--- Task inputs Enclosed Below ---

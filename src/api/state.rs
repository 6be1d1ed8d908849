//! Application state for shared services

use std::sync::Arc;

use crate::infrastructure::api_key::ApiKeyService;
use crate::infrastructure::auth::CredentialAuthenticator;
use crate::infrastructure::rate_limit::RateLimiter;
use crate::infrastructure::usage::UsageRecorder;

/// Services built once at startup and shared by every request
#[derive(Clone)]
pub struct AppState {
    pub api_keys: Arc<ApiKeyService>,
    pub authenticator: Arc<CredentialAuthenticator>,
    pub rate_limiter: Arc<RateLimiter>,
    pub usage: UsageRecorder,
    /// Whether forwarding headers identify the client
    pub trust_proxy: bool,
}

impl std::fmt::Debug for AppState {
    fn fmt(&self, f: &mut std::fmt::Formatter<'_>) -> std::fmt::Result {
        f.debug_struct("AppState")
            .field("authenticator", &self.authenticator)
            .field("rate_limiter", &self.rate_limiter)
            .field("trust_proxy", &self.trust_proxy)
            .finish_non_exhaustive()
    }
}

impl AppState {
    pub fn new(
        api_keys: Arc<ApiKeyService>,
        authenticator: Arc<CredentialAuthenticator>,
        rate_limiter: Arc<RateLimiter>,
        usage: UsageRecorder,
    ) -> Self {
        Self {
            api_keys,
            authenticator,
            rate_limiter,
            usage,
            trust_proxy: false,
        }
    }

    pub fn with_trust_proxy(mut self, trust_proxy: bool) -> Self {
        self.trust_proxy = trust_proxy;
        self
    }
}
//! API layer - HTTP endpoints, the gateway middleware and shared extractors

pub mod extract;
pub mod gateway;
pub mod health;
pub mod middleware;
pub mod router;
pub mod state;
pub mod types;
pub mod v1;

pub use extract::Auth;
pub use gateway::{gateway_middleware, GatewayLayerState};
pub use router::{create_router, create_router_with_metrics};
pub use state::AppState;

--- End of Enclosed Task inputs ---

• [Work item]
Lines holding "AppState": copy each one from the records above.

• [Answer box]
pub struct AppState {
impl std::fmt::Debug for AppState {
        f.debug_struct("AppState")
impl AppState {
pub use state::AppState;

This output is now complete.